## TASK ITEM
Exact copies of all records below are needed.

## AVAILABLE DATA
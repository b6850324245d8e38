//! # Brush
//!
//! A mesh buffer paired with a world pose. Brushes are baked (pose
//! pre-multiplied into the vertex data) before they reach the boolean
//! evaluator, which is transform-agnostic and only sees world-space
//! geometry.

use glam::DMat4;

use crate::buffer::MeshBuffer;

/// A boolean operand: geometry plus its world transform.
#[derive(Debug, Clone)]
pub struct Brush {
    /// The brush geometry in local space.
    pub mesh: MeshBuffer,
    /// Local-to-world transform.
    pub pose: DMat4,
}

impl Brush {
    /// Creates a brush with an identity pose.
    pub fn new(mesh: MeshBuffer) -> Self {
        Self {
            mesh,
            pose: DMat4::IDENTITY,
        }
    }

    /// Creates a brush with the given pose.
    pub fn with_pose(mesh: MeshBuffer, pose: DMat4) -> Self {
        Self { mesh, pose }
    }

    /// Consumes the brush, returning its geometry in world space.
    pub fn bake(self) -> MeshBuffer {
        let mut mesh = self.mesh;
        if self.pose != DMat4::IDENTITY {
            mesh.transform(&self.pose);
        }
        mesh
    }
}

## ANSWER FOR THIS EXERCISE
repository b6850324245d8e38
//! # Brush
//!
//! A mesh buffer paired with a world pose. Brushes are baked (pose
//! pre-multiplied into the vertex data) before they reach the boolean
//! evaluator, which is transform-agnostic and only sees world-space
//! geometry.

use glam::DMat4;

use crate::buffer::MeshBuffer;

/// A boolean operand: geometry plus its world transform.
#[derive(Debug, Clone)]
pub struct Brush {
    /// The brush geometry in local space.
    pub mesh: MeshBuffer,
    /// Local-to-world transform.
    pub pose: DMat4,
}

impl Brush {
    /// Creates a brush with an identity pose.
    pub fn new(mesh: MeshBuffer) -> Self {
        Self {
            mesh,
            pose: DMat4::IDENTITY,
        }
    }

    /// Creates a brush with the given pose.
    pub fn with_pose(mesh: MeshBuffer, pose: DMat4) -> Self {
        Self { mesh, pose }
    }

    /// Consumes the brush, returning its geometry in world space.
    pub fn bake(self) -> MeshBuffer {
        let mut mesh = self.mesh;
        if self.pose != DMat4::IDENTITY {
            mesh.transform(&self.pose);
        }
        mesh
    }
}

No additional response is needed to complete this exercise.